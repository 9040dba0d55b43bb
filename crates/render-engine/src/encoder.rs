//! H.264 encoder selection and codec arguments.

use std::path::Path;
use std::process::Stdio;

use reelcut_common::RenderDefaults;
use serde::Serialize;
use tokio::process::Command;
use tokio::sync::OnceCell;

/// Result of the hardware probe, shared by every render in the process.
static DETECTED: OnceCell<VideoEncoder> = OnceCell::const_new();

/// Video encoders the renderer knows how to drive.
#[derive(Debug, Clone, Copy, PartialEq, Eq, Hash, Serialize)]
#[serde(rename_all = "lowercase")]
pub enum VideoEncoder {
    VideoToolbox,
    Nvenc,
    Qsv,
    Amf,
    Libx264,
}

impl VideoEncoder {
    /// Hardware encoders in preference order.
    pub const HARDWARE: [VideoEncoder; 4] = [
        VideoEncoder::VideoToolbox,
        VideoEncoder::Nvenc,
        VideoEncoder::Qsv,
        VideoEncoder::Amf,
    ];

    pub fn codec_name(self) -> &'static str {
        match self {
            Self::VideoToolbox => "h264_videotoolbox",
            Self::Nvenc => "h264_nvenc",
            Self::Qsv => "h264_qsv",
            Self::Amf => "h264_amf",
            Self::Libx264 => "libx264",
        }
    }

    pub fn is_hardware(self) -> bool {
        self != Self::Libx264
    }
}

/// Hardware encoders listed in `ffmpeg -encoders` output, in preference order.
pub fn parse_encoder_list(stdout: &str) -> Vec<VideoEncoder> {
    let listed: Vec<&str> = stdout
        .lines()
        .filter_map(|line| {
            let mut fields = line.split_whitespace();
            let flags = fields.next()?;
            // Video encoder rows start with a flag column like "V....D".
            if !flags.starts_with('V') {
                return None;
            }
            fields.next()
        })
        .collect();

    VideoEncoder::HARDWARE
        .into_iter()
        .filter(|encoder| listed.contains(&encoder.codec_name()))
        .collect()
}

async fn list_encoders(ffmpeg: &Path) -> Option<String> {
    let output = Command::new(ffmpeg)
        .args(["-hide_banner", "-encoders"])
        .stdin(Stdio::null())
        .stdout(Stdio::piped())
        .stderr(Stdio::null())
        .output()
        .await
        .ok()?;
    output
        .status
        .success()
        .then(|| String::from_utf8_lossy(&output.stdout).into_owned())
}

/// A listed encoder may still lack a device or driver; a one-frame encode
/// tells us whether it actually works.
async fn test_encode(ffmpeg: &Path, encoder: VideoEncoder) -> bool {
    Command::new(ffmpeg)
        .args([
            "-hide_banner",
            "-loglevel",
            "error",
            "-f",
            "lavfi",
            "-i",
            "color=c=black:s=256x256:d=0.1",
            "-frames:v",
            "1",
            "-c:v",
            encoder.codec_name(),
            "-f",
            "null",
            "-",
        ])
        .stdin(Stdio::null())
        .stdout(Stdio::null())
        .stderr(Stdio::null())
        .kill_on_drop(true)
        .status()
        .await
        .map(|status| status.success())
        .unwrap_or(false)
}

async fn probe_hardware(ffmpeg: &Path) -> VideoEncoder {
    let Some(listing) = list_encoders(ffmpeg).await else {
        tracing::warn!(ffmpeg = %ffmpeg.display(), "Could not list encoders; using libx264");
        return VideoEncoder::Libx264;
    };
    for candidate in parse_encoder_list(&listing) {
        if test_encode(ffmpeg, candidate).await {
            tracing::info!(encoder = candidate.codec_name(), "Hardware encoder available");
            return candidate;
        }
        tracing::debug!(encoder = candidate.codec_name(), "Hardware encoder listed but unusable");
    }
    tracing::info!("No usable hardware encoder; using libx264");
    VideoEncoder::Libx264
}

/// Detect the best available encoder. Probed once per process.
pub async fn detect_encoder(ffmpeg: &Path) -> VideoEncoder {
    *DETECTED.get_or_init(|| probe_hardware(ffmpeg)).await
}

/// Encoder for a render under `defaults`.
pub async fn select_encoder(defaults: &RenderDefaults) -> VideoEncoder {
    if !defaults.prefer_hardware_encoder {
        return VideoEncoder::Libx264;
    }
    detect_encoder(&defaults.ffmpeg_path).await
}

/// Output codec and container arguments.
pub fn codec_args(encoder: VideoEncoder, defaults: &RenderDefaults) -> Vec<String> {
    let video_bitrate = format!("{}k", defaults.video_bitrate_kbps.max(1000));
    let audio_bitrate = format!("{}k", defaults.audio_bitrate_kbps.max(64));

    let mut args = vec!["-c:v".to_string(), encoder.codec_name().to_string()];
    if encoder == VideoEncoder::Libx264 {
        args.extend([
            "-preset".to_string(),
            "medium".to_string(),
            "-profile:v".to_string(),
            "high".to_string(),
        ]);
    }
    args.extend([
        "-pix_fmt".to_string(),
        "yuv420p".to_string(),
        "-r".to_string(),
        defaults.fps.max(1).to_string(),
        "-b:v".to_string(),
        video_bitrate,
        "-c:a".to_string(),
        "aac".to_string(),
        "-b:a".to_string(),
        audio_bitrate,
        "-movflags".to_string(),
        "+faststart".to_string(),
    ]);
    args
}

#[cfg(test)]
mod tests {
    use super::*;

    const LISTING: &str = "\
Encoders:
 V..... = Video
 ------
 V....D libx264              libx264 H.264 / AVC / MPEG-4 AVC (codec h264)
 V....D h264_amf             AMD AMF H.264 Encoder (codec h264)
 V....D h264_nvenc           NVIDIA NVENC H.264 encoder (codec h264)
 A....D aac                  AAC (Advanced Audio Coding)
";

    #[test]
    fn test_parse_encoder_list_orders_by_preference() {
        assert_eq!(
            parse_encoder_list(LISTING),
            vec![VideoEncoder::Nvenc, VideoEncoder::Amf]
        );
        assert!(parse_encoder_list("").is_empty());
    }

    #[test]
    fn test_software_codec_args() {
        let args = codec_args(VideoEncoder::Libx264, &RenderDefaults::default());
        let joined = args.join(" ");
        assert!(joined.starts_with("-c:v libx264 -preset medium"));
        assert!(joined.contains("-pix_fmt yuv420p"));
        assert!(joined.contains("-b:v 8000k"));
        assert!(joined.contains("-b:a 192k"));
        assert!(joined.ends_with("-movflags +faststart"));
    }

    #[test]
    fn test_hardware_codec_args_skip_x264_options() {
        let args = codec_args(VideoEncoder::Nvenc, &RenderDefaults::default());
        assert_eq!(args[1], "h264_nvenc");
        assert!(!args.contains(&"-preset".to_string()));
    }

    #[tokio::test]
    async fn test_hardware_disabled_selects_software() {
        let defaults = RenderDefaults {
            prefer_hardware_encoder: false,
            ffmpeg_path: "/nonexistent/ffmpeg".into(),
            ..RenderDefaults::default()
        };
        assert_eq!(select_encoder(&defaults).await, VideoEncoder::Libx264);
    }
}
//! Reelcut Subject Locator
//!
//! Best-effort detection of who to keep in frame. Tiers run one after
//! another and the first usable answer wins:
//!
//! 1. **Vision:** remote classifier, only when a credential is configured
//! 2. **Heuristic:** per-column luminance variance of a downscaled still
//! 3. **Fallback:** evenly spaced centers, always succeeds
//!
//! Failures inside a tier are logged and absorbed; [`SubjectLocator::locate`]
//! always returns exactly `count` regions ordered left to right.

pub mod frame;
pub mod heuristic;
pub mod locator;
pub mod vision;

pub use frame::{extract_still, FrameSample};
pub use heuristic::HeuristicTier;
pub use locator::{CenterFallback, LocatorTier, SubjectLocator};
pub use vision::{parse_vision_response, VisionTier};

━━━━━━━━━━━━━━━━

# Aim of the exercise
Set down all the entries again, word for word.

# Solved problem
repository 9040dba0d55b43bb
filename crates/render-engine/src/encoder.rs
//! H.264 encoder selection and codec arguments.

use std::path::Path;
use std::process::Stdio;

use reelcut_common::RenderDefaults;
use serde::Serialize;
use tokio::process::Command;
use tokio::sync::OnceCell;

/// Result of the hardware probe, shared by every render in the process.
static DETECTED: OnceCell<VideoEncoder> = OnceCell::const_new();

/// Video encoders the renderer knows how to drive.
#[derive(Debug, Clone, Copy, PartialEq, Eq, Hash, Serialize)]
#[serde(rename_all = "lowercase")]
pub enum VideoEncoder {
    VideoToolbox,
    Nvenc,
    Qsv,
    Amf,
    Libx264,
}

impl VideoEncoder {
    /// Hardware encoders in preference order.
    pub const HARDWARE: [VideoEncoder; 4] = [
        VideoEncoder::VideoToolbox,
        VideoEncoder::Nvenc,
        VideoEncoder::Qsv,
        VideoEncoder::Amf,
    ];

    pub fn codec_name(self) -> &'static str {
        match self {
            Self::VideoToolbox => "h264_videotoolbox",
            Self::Nvenc => "h264_nvenc",
            Self::Qsv => "h264_qsv",
            Self::Amf => "h264_amf",
            Self::Libx264 => "libx264",
        }
    }

    pub fn is_hardware(self) -> bool {
        self != Self::Libx264
    }
}

/// Hardware encoders listed in `ffmpeg -encoders` output, in preference order.
pub fn parse_encoder_list(stdout: &str) -> Vec<VideoEncoder> {
    let listed: Vec<&str> = stdout
        .lines()
        .filter_map(|line| {
            let mut fields = line.split_whitespace();
            let flags = fields.next()?;
            // Video encoder rows start with a flag column like "V....D".
            if !flags.starts_with('V') {
                return None;
            }
            fields.next()
        })
        .collect();

    VideoEncoder::HARDWARE
        .into_iter()
        .filter(|encoder| listed.contains(&encoder.codec_name()))
        .collect()
}

async fn list_encoders(ffmpeg: &Path) -> Option<String> {
    let output = Command::new(ffmpeg)
        .args(["-hide_banner", "-encoders"])
        .stdin(Stdio::null())
        .stdout(Stdio::piped())
        .stderr(Stdio::null())
        .output()
        .await
        .ok()?;
    output
        .status
        .success()
        .then(|| String::from_utf8_lossy(&output.stdout).into_owned())
}

/// A listed encoder may still lack a device or driver; a one-frame encode
/// tells us whether it actually works.
async fn test_encode(ffmpeg: &Path, encoder: VideoEncoder) -> bool {
    Command::new(ffmpeg)
        .args([
            "-hide_banner",
            "-loglevel",
            "error",
            "-f",
            "lavfi",
            "-i",
            "color=c=black:s=256x256:d=0.1",
            "-frames:v",
            "1",
            "-c:v",
            encoder.codec_name(),
            "-f",
            "null",
            "-",
        ])
        .stdin(Stdio::null())
        .stdout(Stdio::null())
        .stderr(Stdio::null())
        .kill_on_drop(true)
        .status()
        .await
        .map(|status| status.success())
        .unwrap_or(false)
}

async fn probe_hardware(ffmpeg: &Path) -> VideoEncoder {
    let Some(listing) = list_encoders(ffmpeg).await else {
        tracing::warn!(ffmpeg = %ffmpeg.display(), "Could not list encoders; using libx264");
        return VideoEncoder::Libx264;
    };
    for candidate in parse_encoder_list(&listing) {
        if test_encode(ffmpeg, candidate).await {
            tracing::info!(encoder = candidate.codec_name(), "Hardware encoder available");
            return candidate;
        }
        tracing::debug!(encoder = candidate.codec_name(), "Hardware encoder listed but unusable");
    }
    tracing::info!("No usable hardware encoder; using libx264");
    VideoEncoder::Libx264
}

/// Detect the best available encoder. Probed once per process.
pub async fn detect_encoder(ffmpeg: &Path) -> VideoEncoder {
    *DETECTED.get_or_init(|| probe_hardware(ffmpeg)).await
}

/// Encoder for a render under `defaults`.
pub async fn select_encoder(defaults: &RenderDefaults) -> VideoEncoder {
    if !defaults.prefer_hardware_encoder {
        return VideoEncoder::Libx264;
    }
    detect_encoder(&defaults.ffmpeg_path).await
}

/// Output codec and container arguments.
pub fn codec_args(encoder: VideoEncoder, defaults: &RenderDefaults) -> Vec<String> {
    let video_bitrate = format!("{}k", defaults.video_bitrate_kbps.max(1000));
    let audio_bitrate = format!("{}k", defaults.audio_bitrate_kbps.max(64));

    let mut args = vec!["-c:v".to_string(), encoder.codec_name().to_string()];
    if encoder == VideoEncoder::Libx264 {
        args.extend([
            "-preset".to_string(),
            "medium".to_string(),
            "-profile:v".to_string(),
            "high".to_string(),
        ]);
    }
    args.extend([
        "-pix_fmt".to_string(),
        "yuv420p".to_string(),
        "-r".to_string(),
        defaults.fps.max(1).to_string(),
        "-b:v".to_string(),
        video_bitrate,
        "-c:a".to_string(),
        "aac".to_string(),
        "-b:a".to_string(),
        audio_bitrate,
        "-movflags".to_string(),
        "+faststart".to_string(),
    ]);
    args
}

#[cfg(test)]
mod tests {
    use super::*;

    const LISTING: &str = "\
Encoders:
 V..... = Video
 ------
 V....D libx264              libx264 H.264 / AVC / MPEG-4 AVC (codec h264)
 V....D h264_amf             AMD AMF H.264 Encoder (codec h264)
 V....D h264_nvenc           NVIDIA NVENC H.264 encoder (codec h264)
 A....D aac                  AAC (Advanced Audio Coding)
";

    #[test]
    fn test_parse_encoder_list_orders_by_preference() {
        assert_eq!(
            parse_encoder_list(LISTING),
            vec![VideoEncoder::Nvenc, VideoEncoder::Amf]
        );
        assert!(parse_encoder_list("").is_empty());
    }

    #[test]
    fn test_software_codec_args() {
        let args = codec_args(VideoEncoder::Libx264, &RenderDefaults::default());
        let joined = args.join(" ");
        assert!(joined.starts_with("-c:v libx264 -preset medium"));
        assert!(joined.contains("-pix_fmt yuv420p"));
        assert!(joined.contains("-b:v 8000k"));
        assert!(joined.contains("-b:a 192k"));
        assert!(joined.ends_with("-movflags +faststart"));
    }

    #[test]
    fn test_hardware_codec_args_skip_x264_options() {
        let args = codec_args(VideoEncoder::Nvenc, &RenderDefaults::default());
        assert_eq!(args[1], "h264_nvenc");
        assert!(!args.contains(&"-preset".to_string()));
    }

    #[tokio::test]
    async fn test_hardware_disabled_selects_software() {
        let defaults = RenderDefaults {
            prefer_hardware_encoder: false,
            ffmpeg_path: "/nonexistent/ffmpeg".into(),
            ..RenderDefaults::default()
        };
        assert_eq!(select_encoder(&defaults).await, VideoEncoder::Libx264);
    }
}
//! Reelcut Subject Locator
//!
//! Best-effort detection of who to keep in frame. Tiers run one after
//! another and the first usable answer wins:
//!
//! 1. **Vision:** remote classifier, only when a credential is configured
//! 2. **Heuristic:** per-column luminance variance of a downscaled still
//! 3. **Fallback:** evenly spaced centers, always succeeds
//!
//! Failures inside a tier are logged and absorbed; [`SubjectLocator::locate`]
//! always returns exactly `count` regions ordered left to right.

pub mod frame;
pub mod heuristic;
pub mod locator;
pub mod vision;

pub use frame::{extract_still, FrameSample};
pub use heuristic::HeuristicTier;
pub use locator::{CenterFallback, LocatorTier, SubjectLocator};
pub use vision::{parse_vision_response, VisionTier};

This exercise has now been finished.